Task brief:
Repeat the entries exactly. Leave nothing out.

Data entries:
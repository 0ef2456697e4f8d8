use anyhow::Result;
use clap::{Parser, Subcommand};

use telemetry_hub::cli::{self, OutputFormat};
use telemetry_hub::config;
use telemetry_hub::logging;
use telemetry_hub::store::JsonlStore;
use telemetry_hub::telemetry::model::{CallStatus, NewDecision, NewToolCall};
use telemetry_hub::web::{self, AppContext};

#[derive(Debug, Parser)]
#[command(name = "telemetry-hub")]
#[command(about = "Agent tool-call telemetry with decision correlation and a web dashboard")]
#[command(version)]
struct App {
    #[command(subcommand)]
    command: Commands,
}

#[derive(Debug, Subcommand)]
enum Commands {
    /// Run the web dashboard
    Serve {
        /// Listen address (default: web.addr from config)
        #[arg(long)]
        addr: Option<String>,
        /// Do not open a browser window
        #[arg(long)]
        no_open: bool,
    },
    /// Show summary, performance metrics, and breakdowns
    Stats {
        #[command(flatten)]
        filter: FilterArgs,
        /// Output format: table (default), json, csv
        #[arg(long, default_value = "table")]
        format: String,
    },
    /// List tool calls matching the filters
    Calls {
        #[command(flatten)]
        filter: FilterArgs,
        /// Maximum rows to show (default: dashboard.table_rows)
        #[arg(long)]
        limit: Option<usize>,
        /// Output format: table (default), json, csv
        #[arg(long, default_value = "table")]
        format: String,
    },
    /// List the most recent agent decisions
    Decisions {
        /// Maximum rows to show (default: dashboard.recent_decisions)
        #[arg(long)]
        limit: Option<usize>,
        /// Output format: table (default), json, csv
        #[arg(long, default_value = "table")]
        format: String,
    },
    /// Show stored decision/tool-call correlations
    Correlations {
        /// Output format: table (default), json, csv
        #[arg(long, default_value = "table")]
        format: String,
    },
    /// Recompute correlations from stored calls and decisions
    Correlate {
        /// Compute without writing
        #[arg(long)]
        dry_run: bool,
        /// Output format: table (default), json, csv
        #[arg(long, default_value = "table")]
        format: String,
    },
    /// Record a tool call or an agent decision
    Record {
        #[command(subcommand)]
        record: RecordCommand,
    },
    /// Check config files and data tables
    Health,
    /// Manage configuration
    Config {
        #[command(subcommand)]
        action: ConfigAction,
    },
}

#[derive(Debug, clap::Args)]
struct FilterArgs {
    /// Only calls by this agent (case-insensitive)
    #[arg(long)]
    agent: Option<String>,
    /// Only calls to this tool (case-insensitive)
    #[arg(long)]
    tool: Option<String>,
    /// Only calls with this status: success, failure, timeout, error
    #[arg(long)]
    status: Option<String>,
}

#[derive(Debug, Subcommand)]
enum RecordCommand {
    /// Record a tool call
    Call {
        #[arg(long)]
        tool: String,
        /// success, failure, timeout, or error
        #[arg(long)]
        status: String,
        /// Latency in milliseconds
        #[arg(long)]
        latency: Option<f64>,
        #[arg(long)]
        agent: String,
        #[arg(long)]
        session: String,
        #[arg(long, default_value = "")]
        params: String,
        #[arg(long, default_value = "")]
        error: String,
        #[arg(long, default_value = "")]
        response: String,
    },
    /// Record an agent decision
    Decision {
        #[arg(long)]
        agent: String,
        #[arg(long)]
        session: String,
        #[arg(long, default_value = "")]
        decision_type: String,
        #[arg(long, default_value = "")]
        context: String,
        #[arg(long, default_value = "")]
        action: String,
        /// Confidence in [0, 1]
        #[arg(long)]
        confidence: f64,
        /// The decision's outcome was successful
        #[arg(long)]
        outcome_success: bool,
        /// Ids of tool calls the decision refers to
        #[arg(long = "related", num_args = 1..)]
        related: Vec<String>,
    },
}

#[derive(Debug, Subcommand)]
enum ConfigAction {
    /// Show the effective configuration
    Show,
    /// Write a default config file
    Init {
        /// Overwrite an existing file
        #[arg(long)]
        force: bool,
    },
    /// Set a dotted key, e.g. `correlation.window_ms 30000`
    Set { key: String, value: String },
    /// Reset the config file to defaults
    Reset,
}

fn main() -> Result<()> {
    let app = App::parse();

    let loaded = config::load();
    logging::init(&loaded.config.logging);
    loaded.log_warnings();
    let mut cfg = loaded.config;

    match app.command {
        // Config subcommands work without a data directory.
        Commands::Config { action } => match action {
            ConfigAction::Show => cli::run_config_show(),
            ConfigAction::Init { force } => cli::run_config_init(force),
            ConfigAction::Set { key, value } => cli::run_config_set(&key, &value),
            ConfigAction::Reset => cli::run_config_reset(),
        },
        Commands::Serve { addr, no_open } => {
            let store = JsonlStore::from_config(&cfg.store)?;
            let addr = addr.unwrap_or_else(|| cfg.web.addr.clone());
            if no_open {
                cfg.web.open_browser = false;
            }
            web::serve(AppContext::new(cfg, store), &addr)
        }
        Commands::Stats { filter, format } => {
            let store = JsonlStore::from_config(&cfg.store)?;
            let filter = filter.parse()?;
            cli::run_stats(&cfg, &store, &filter, OutputFormat::from_str_opt(Some(&format)))
        }
        Commands::Calls {
            filter,
            limit,
            format,
        } => {
            let store = JsonlStore::from_config(&cfg.store)?;
            let filter = filter.parse()?;
            let limit = limit.unwrap_or(cfg.dashboard.table_rows);
            cli::run_calls(
                &cfg,
                &store,
                &filter,
                limit,
                OutputFormat::from_str_opt(Some(&format)),
            )
        }
        Commands::Decisions { limit, format } => {
            let store = JsonlStore::from_config(&cfg.store)?;
            let limit = limit.unwrap_or(cfg.dashboard.recent_decisions);
            cli::run_decisions(&cfg, &store, limit, OutputFormat::from_str_opt(Some(&format)))
        }
        Commands::Correlations { format } => {
            let store = JsonlStore::from_config(&cfg.store)?;
            cli::run_correlations(&cfg, &store, OutputFormat::from_str_opt(Some(&format)))
        }
        Commands::Correlate { dry_run, format } => {
            let store = JsonlStore::from_config(&cfg.store)?;
            cli::run_correlate(
                &cfg,
                &store,
                dry_run,
                OutputFormat::from_str_opt(Some(&format)),
            )
        }
        Commands::Record { record } => {
            let store = JsonlStore::from_config(&cfg.store)?;
            match record {
                RecordCommand::Call {
                    tool,
                    status,
                    latency,
                    agent,
                    session,
                    params,
                    error,
                    response,
                } => {
                    let draft = NewToolCall {
                        tool_name: tool,
                        call_status: status.parse::<CallStatus>()?,
                        latency_ms: latency,
                        agent_id: agent,
                        session_id: session,
                        parameters: params,
                        error_message: error,
                        timestamp: None,
                        response_data: response,
                    };
                    cli::run_record_call(&cfg, &store, draft)
                }
                RecordCommand::Decision {
                    agent,
                    session,
                    decision_type,
                    context,
                    action,
                    confidence,
                    outcome_success,
                    related,
                } => {
                    let draft = NewDecision {
                        agent_id: agent,
                        session_id: session,
                        decision_type,
                        decision_context: context,
                        chosen_action: action,
                        confidence_score: confidence,
                        outcome_success,
                        timestamp: None,
                        related_tool_calls: related,
                    };
                    cli::run_record_decision(&cfg, &store, draft)
                }
            }
        }
        Commands::Health => {
            let store = JsonlStore::from_config(&cfg.store)?;
            cli::run_health(&cfg, &store)
        }
    }
}

impl FilterArgs {
    fn parse(&self) -> Result<telemetry_hub::telemetry::CallFilter> {
        cli::parse_filter(
            self.agent.as_deref(),
            self.tool.as_deref(),
            self.status.as_deref(),
        )
    }
}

Solved problem:
repository 0ef2456697e4f8d8
use anyhow::Result;
use clap::{Parser, Subcommand};

use telemetry_hub::cli::{self, OutputFormat};
use telemetry_hub::config;
use telemetry_hub::logging;
use telemetry_hub::store::JsonlStore;
use telemetry_hub::telemetry::model::{CallStatus, NewDecision, NewToolCall};
use telemetry_hub::web::{self, AppContext};

#[derive(Debug, Parser)]
#[command(name = "telemetry-hub")]
#[command(about = "Agent tool-call telemetry with decision correlation and a web dashboard")]
#[command(version)]
struct App {
    #[command(subcommand)]
    command: Commands,
}

#[derive(Debug, Subcommand)]
enum Commands {
    /// Run the web dashboard
    Serve {
        /// Listen address (default: web.addr from config)
        #[arg(long)]
        addr: Option<String>,
        /// Do not open a browser window
        #[arg(long)]
        no_open: bool,
    },
    /// Show summary, performance metrics, and breakdowns
    Stats {
        #[command(flatten)]
        filter: FilterArgs,
        /// Output format: table (default), json, csv
        #[arg(long, default_value = "table")]
        format: String,
    },
    /// List tool calls matching the filters
    Calls {
        #[command(flatten)]
        filter: FilterArgs,
        /// Maximum rows to show (default: dashboard.table_rows)
        #[arg(long)]
        limit: Option<usize>,
        /// Output format: table (default), json, csv
        #[arg(long, default_value = "table")]
        format: String,
    },
    /// List the most recent agent decisions
    Decisions {
        /// Maximum rows to show (default: dashboard.recent_decisions)
        #[arg(long)]
        limit: Option<usize>,
        /// Output format: table (default), json, csv
        #[arg(long, default_value = "table")]
        format: String,
    },
    /// Show stored decision/tool-call correlations
    Correlations {
        /// Output format: table (default), json, csv
        #[arg(long, default_value = "table")]
        format: String,
    },
    /// Recompute correlations from stored calls and decisions
    Correlate {
        /// Compute without writing
        #[arg(long)]
        dry_run: bool,
        /// Output format: table (default), json, csv
        #[arg(long, default_value = "table")]
        format: String,
    },
    /// Record a tool call or an agent decision
    Record {
        #[command(subcommand)]
        record: RecordCommand,
    },
    /// Check config files and data tables
    Health,
    /// Manage configuration
    Config {
        #[command(subcommand)]
        action: ConfigAction,
    },
}

#[derive(Debug, clap::Args)]
struct FilterArgs {
    /// Only calls by this agent (case-insensitive)
    #[arg(long)]
    agent: Option<String>,
    /// Only calls to this tool (case-insensitive)
    #[arg(long)]
    tool: Option<String>,
    /// Only calls with this status: success, failure, timeout, error
    #[arg(long)]
    status: Option<String>,
}

#[derive(Debug, Subcommand)]
enum RecordCommand {
    /// Record a tool call
    Call {
        #[arg(long)]
        tool: String,
        /// success, failure, timeout, or error
        #[arg(long)]
        status: String,
        /// Latency in milliseconds
        #[arg(long)]
        latency: Option<f64>,
        #[arg(long)]
        agent: String,
        #[arg(long)]
        session: String,
        #[arg(long, default_value = "")]
        params: String,
        #[arg(long, default_value = "")]
        error: String,
        #[arg(long, default_value = "")]
        response: String,
    },
    /// Record an agent decision
    Decision {
        #[arg(long)]
        agent: String,
        #[arg(long)]
        session: String,
        #[arg(long, default_value = "")]
        decision_type: String,
        #[arg(long, default_value = "")]
        context: String,
        #[arg(long, default_value = "")]
        action: String,
        /// Confidence in [0, 1]
        #[arg(long)]
        confidence: f64,
        /// The decision's outcome was successful
        #[arg(long)]
        outcome_success: bool,
        /// Ids of tool calls the decision refers to
        #[arg(long = "related", num_args = 1..)]
        related: Vec<String>,
    },
}

#[derive(Debug, Subcommand)]
enum ConfigAction {
    /// Show the effective configuration
    Show,
    /// Write a default config file
    Init {
        /// Overwrite an existing file
        #[arg(long)]
        force: bool,
    },
    /// Set a dotted key, e.g. `correlation.window_ms 30000`
    Set { key: String, value: String },
    /// Reset the config file to defaults
    Reset,
}

fn main() -> Result<()> {
    let app = App::parse();

    let loaded = config::load();
    logging::init(&loaded.config.logging);
    loaded.log_warnings();
    let mut cfg = loaded.config;

    match app.command {
        // Config subcommands work without a data directory.
        Commands::Config { action } => match action {
            ConfigAction::Show => cli::run_config_show(),
            ConfigAction::Init { force } => cli::run_config_init(force),
            ConfigAction::Set { key, value } => cli::run_config_set(&key, &value),
            ConfigAction::Reset => cli::run_config_reset(),
        },
        Commands::Serve { addr, no_open } => {
            let store = JsonlStore::from_config(&cfg.store)?;
            let addr = addr.unwrap_or_else(|| cfg.web.addr.clone());
            if no_open {
                cfg.web.open_browser = false;
            }
            web::serve(AppContext::new(cfg, store), &addr)
        }
        Commands::Stats { filter, format } => {
            let store = JsonlStore::from_config(&cfg.store)?;
            let filter = filter.parse()?;
            cli::run_stats(&cfg, &store, &filter, OutputFormat::from_str_opt(Some(&format)))
        }
        Commands::Calls {
            filter,
            limit,
            format,
        } => {
            let store = JsonlStore::from_config(&cfg.store)?;
            let filter = filter.parse()?;
            let limit = limit.unwrap_or(cfg.dashboard.table_rows);
            cli::run_calls(
                &cfg,
                &store,
                &filter,
                limit,
                OutputFormat::from_str_opt(Some(&format)),
            )
        }
        Commands::Decisions { limit, format } => {
            let store = JsonlStore::from_config(&cfg.store)?;
            let limit = limit.unwrap_or(cfg.dashboard.recent_decisions);
            cli::run_decisions(&cfg, &store, limit, OutputFormat::from_str_opt(Some(&format)))
        }
        Commands::Correlations { format } => {
            let store = JsonlStore::from_config(&cfg.store)?;
            cli::run_correlations(&cfg, &store, OutputFormat::from_str_opt(Some(&format)))
        }
        Commands::Correlate { dry_run, format } => {
            let store = JsonlStore::from_config(&cfg.store)?;
            cli::run_correlate(
                &cfg,
                &store,
                dry_run,
                OutputFormat::from_str_opt(Some(&format)),
            )
        }
        Commands::Record { record } => {
            let store = JsonlStore::from_config(&cfg.store)?;
            match record {
                RecordCommand::Call {
                    tool,
                    status,
                    latency,
                    agent,
                    session,
                    params,
                    error,
                    response,
                } => {
                    let draft = NewToolCall {
                        tool_name: tool,
                        call_status: status.parse::<CallStatus>()?,
                        latency_ms: latency,
                        agent_id: agent,
                        session_id: session,
                        parameters: params,
                        error_message: error,
                        timestamp: None,
                        response_data: response,
                    };
                    cli::run_record_call(&cfg, &store, draft)
                }
                RecordCommand::Decision {
                    agent,
                    session,
                    decision_type,
                    context,
                    action,
                    confidence,
                    outcome_success,
                    related,
                } => {
                    let draft = NewDecision {
                        agent_id: agent,
                        session_id: session,
                        decision_type,
                        decision_context: context,
                        chosen_action: action,
                        confidence_score: confidence,
                        outcome_success,
                        timestamp: None,
                        related_tool_calls: related,
                    };
                    cli::run_record_decision(&cfg, &store, draft)
                }
            }
        }
        Commands::Health => {
            let store = JsonlStore::from_config(&cfg.store)?;
            cli::run_health(&cfg, &store)
        }
    }
}

impl FilterArgs {
    fn parse(&self) -> Result<telemetry_hub::telemetry::CallFilter> {
        cli::parse_filter(
            self.agent.as_deref(),
            self.tool.as_deref(),
            self.status.as_deref(),
        )
    }
}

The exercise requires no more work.